## [TASK DESCRIPTION]
In full and without alteration, give the listing again.

## [RECORD EXCERPTS]
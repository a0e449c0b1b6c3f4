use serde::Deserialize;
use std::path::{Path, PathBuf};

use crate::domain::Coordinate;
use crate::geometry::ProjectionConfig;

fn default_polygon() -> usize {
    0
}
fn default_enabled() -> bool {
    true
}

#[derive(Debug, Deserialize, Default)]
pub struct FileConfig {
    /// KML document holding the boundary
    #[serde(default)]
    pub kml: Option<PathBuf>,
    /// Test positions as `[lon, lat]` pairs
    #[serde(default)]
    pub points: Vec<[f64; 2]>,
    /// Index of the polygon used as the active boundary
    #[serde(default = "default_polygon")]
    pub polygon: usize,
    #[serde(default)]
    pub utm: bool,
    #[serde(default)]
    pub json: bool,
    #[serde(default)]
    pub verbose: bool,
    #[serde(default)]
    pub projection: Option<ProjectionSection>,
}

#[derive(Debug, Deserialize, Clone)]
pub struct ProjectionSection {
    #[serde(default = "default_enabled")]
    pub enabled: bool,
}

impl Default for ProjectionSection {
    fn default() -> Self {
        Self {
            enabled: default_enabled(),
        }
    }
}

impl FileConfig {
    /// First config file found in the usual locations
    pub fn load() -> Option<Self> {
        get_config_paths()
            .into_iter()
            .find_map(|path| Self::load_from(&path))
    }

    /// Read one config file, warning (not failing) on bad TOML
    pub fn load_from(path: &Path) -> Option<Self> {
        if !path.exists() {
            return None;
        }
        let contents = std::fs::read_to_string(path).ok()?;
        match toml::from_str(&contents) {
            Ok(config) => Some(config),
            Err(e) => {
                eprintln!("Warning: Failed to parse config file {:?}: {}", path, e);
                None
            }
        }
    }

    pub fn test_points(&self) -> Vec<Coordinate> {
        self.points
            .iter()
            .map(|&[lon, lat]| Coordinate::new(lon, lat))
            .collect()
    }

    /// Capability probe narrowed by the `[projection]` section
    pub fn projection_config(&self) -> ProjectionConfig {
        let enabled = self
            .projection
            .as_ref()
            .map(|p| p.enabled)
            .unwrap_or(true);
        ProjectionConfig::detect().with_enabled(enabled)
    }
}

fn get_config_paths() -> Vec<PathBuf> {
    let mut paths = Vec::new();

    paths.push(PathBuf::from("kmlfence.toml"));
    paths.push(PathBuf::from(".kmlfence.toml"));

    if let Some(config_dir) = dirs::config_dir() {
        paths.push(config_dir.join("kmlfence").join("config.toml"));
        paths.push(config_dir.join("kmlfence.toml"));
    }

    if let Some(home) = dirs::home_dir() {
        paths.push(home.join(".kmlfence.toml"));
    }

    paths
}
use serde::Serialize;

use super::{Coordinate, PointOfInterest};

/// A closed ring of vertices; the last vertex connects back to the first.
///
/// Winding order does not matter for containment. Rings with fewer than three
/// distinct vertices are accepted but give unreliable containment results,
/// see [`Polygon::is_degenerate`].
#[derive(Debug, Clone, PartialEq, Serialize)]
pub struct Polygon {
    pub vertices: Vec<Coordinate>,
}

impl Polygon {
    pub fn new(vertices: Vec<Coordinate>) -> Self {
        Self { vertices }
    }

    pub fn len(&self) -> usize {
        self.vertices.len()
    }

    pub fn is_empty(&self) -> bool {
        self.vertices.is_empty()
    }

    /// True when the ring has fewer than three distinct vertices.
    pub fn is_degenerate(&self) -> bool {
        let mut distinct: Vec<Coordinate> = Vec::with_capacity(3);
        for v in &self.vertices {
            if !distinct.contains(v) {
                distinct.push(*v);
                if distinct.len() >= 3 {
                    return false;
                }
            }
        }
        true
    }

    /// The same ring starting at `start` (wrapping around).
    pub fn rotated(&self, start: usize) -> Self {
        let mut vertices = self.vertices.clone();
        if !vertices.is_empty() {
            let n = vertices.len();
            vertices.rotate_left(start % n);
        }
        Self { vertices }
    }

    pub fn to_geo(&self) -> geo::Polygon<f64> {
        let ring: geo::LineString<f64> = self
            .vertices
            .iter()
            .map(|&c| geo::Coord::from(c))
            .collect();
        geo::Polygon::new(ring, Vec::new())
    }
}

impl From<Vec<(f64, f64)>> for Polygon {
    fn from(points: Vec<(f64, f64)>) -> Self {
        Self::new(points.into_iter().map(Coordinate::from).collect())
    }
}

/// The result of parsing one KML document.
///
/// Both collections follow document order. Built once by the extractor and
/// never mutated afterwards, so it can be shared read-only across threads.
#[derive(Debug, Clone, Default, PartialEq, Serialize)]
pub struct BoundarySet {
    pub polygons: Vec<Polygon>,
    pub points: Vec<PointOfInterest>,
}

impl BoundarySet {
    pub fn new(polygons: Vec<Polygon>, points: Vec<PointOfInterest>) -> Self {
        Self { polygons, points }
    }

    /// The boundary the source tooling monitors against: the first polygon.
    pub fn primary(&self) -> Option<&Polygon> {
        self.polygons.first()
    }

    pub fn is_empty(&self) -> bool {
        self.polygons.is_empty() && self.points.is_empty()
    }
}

## [RESULT BELOW]
repository a0e449c0b1b6c3f4
use serde::Deserialize;
use std::path::{Path, PathBuf};

use crate::domain::Coordinate;
use crate::geometry::ProjectionConfig;

fn default_polygon() -> usize {
    0
}
fn default_enabled() -> bool {
    true
}

#[derive(Debug, Deserialize, Default)]
pub struct FileConfig {
    /// KML document holding the boundary
    #[serde(default)]
    pub kml: Option<PathBuf>,
    /// Test positions as `[lon, lat]` pairs
    #[serde(default)]
    pub points: Vec<[f64; 2]>,
    /// Index of the polygon used as the active boundary
    #[serde(default = "default_polygon")]
    pub polygon: usize,
    #[serde(default)]
    pub utm: bool,
    #[serde(default)]
    pub json: bool,
    #[serde(default)]
    pub verbose: bool,
    #[serde(default)]
    pub projection: Option<ProjectionSection>,
}

#[derive(Debug, Deserialize, Clone)]
pub struct ProjectionSection {
    #[serde(default = "default_enabled")]
    pub enabled: bool,
}

impl Default for ProjectionSection {
    fn default() -> Self {
        Self {
            enabled: default_enabled(),
        }
    }
}

impl FileConfig {
    /// First config file found in the usual locations
    pub fn load() -> Option<Self> {
        get_config_paths()
            .into_iter()
            .find_map(|path| Self::load_from(&path))
    }

    /// Read one config file, warning (not failing) on bad TOML
    pub fn load_from(path: &Path) -> Option<Self> {
        if !path.exists() {
            return None;
        }
        let contents = std::fs::read_to_string(path).ok()?;
        match toml::from_str(&contents) {
            Ok(config) => Some(config),
            Err(e) => {
                eprintln!("Warning: Failed to parse config file {:?}: {}", path, e);
                None
            }
        }
    }

    pub fn test_points(&self) -> Vec<Coordinate> {
        self.points
            .iter()
            .map(|&[lon, lat]| Coordinate::new(lon, lat))
            .collect()
    }

    /// Capability probe narrowed by the `[projection]` section
    pub fn projection_config(&self) -> ProjectionConfig {
        let enabled = self
            .projection
            .as_ref()
            .map(|p| p.enabled)
            .unwrap_or(true);
        ProjectionConfig::detect().with_enabled(enabled)
    }
}

fn get_config_paths() -> Vec<PathBuf> {
    let mut paths = Vec::new();

    paths.push(PathBuf::from("kmlfence.toml"));
    paths.push(PathBuf::from(".kmlfence.toml"));

    if let Some(config_dir) = dirs::config_dir() {
        paths.push(config_dir.join("kmlfence").join("config.toml"));
        paths.push(config_dir.join("kmlfence.toml"));
    }

    if let Some(home) = dirs::home_dir() {
        paths.push(home.join(".kmlfence.toml"));
    }

    paths
}
use serde::Serialize;

use super::{Coordinate, PointOfInterest};

/// A closed ring of vertices; the last vertex connects back to the first.
///
/// Winding order does not matter for containment. Rings with fewer than three
/// distinct vertices are accepted but give unreliable containment results,
/// see [`Polygon::is_degenerate`].
#[derive(Debug, Clone, PartialEq, Serialize)]
pub struct Polygon {
    pub vertices: Vec<Coordinate>,
}

impl Polygon {
    pub fn new(vertices: Vec<Coordinate>) -> Self {
        Self { vertices }
    }

    pub fn len(&self) -> usize {
        self.vertices.len()
    }

    pub fn is_empty(&self) -> bool {
        self.vertices.is_empty()
    }

    /// True when the ring has fewer than three distinct vertices.
    pub fn is_degenerate(&self) -> bool {
        let mut distinct: Vec<Coordinate> = Vec::with_capacity(3);
        for v in &self.vertices {
            if !distinct.contains(v) {
                distinct.push(*v);
                if distinct.len() >= 3 {
                    return false;
                }
            }
        }
        true
    }

    /// The same ring starting at `start` (wrapping around).
    pub fn rotated(&self, start: usize) -> Self {
        let mut vertices = self.vertices.clone();
        if !vertices.is_empty() {
            let n = vertices.len();
            vertices.rotate_left(start % n);
        }
        Self { vertices }
    }

    pub fn to_geo(&self) -> geo::Polygon<f64> {
        let ring: geo::LineString<f64> = self
            .vertices
            .iter()
            .map(|&c| geo::Coord::from(c))
            .collect();
        geo::Polygon::new(ring, Vec::new())
    }
}

impl From<Vec<(f64, f64)>> for Polygon {
    fn from(points: Vec<(f64, f64)>) -> Self {
        Self::new(points.into_iter().map(Coordinate::from).collect())
    }
}

/// The result of parsing one KML document.
///
/// Both collections follow document order. Built once by the extractor and
/// never mutated afterwards, so it can be shared read-only across threads.
#[derive(Debug, Clone, Default, PartialEq, Serialize)]
pub struct BoundarySet {
    pub polygons: Vec<Polygon>,
    pub points: Vec<PointOfInterest>,
}

impl BoundarySet {
    pub fn new(polygons: Vec<Polygon>, points: Vec<PointOfInterest>) -> Self {
        Self { polygons, points }
    }

    /// The boundary the source tooling monitors against: the first polygon.
    pub fn primary(&self) -> Option<&Polygon> {
        self.polygons.first()
    }

    pub fn is_empty(&self) -> bool {
        self.polygons.is_empty() && self.points.is_empty()
    }
}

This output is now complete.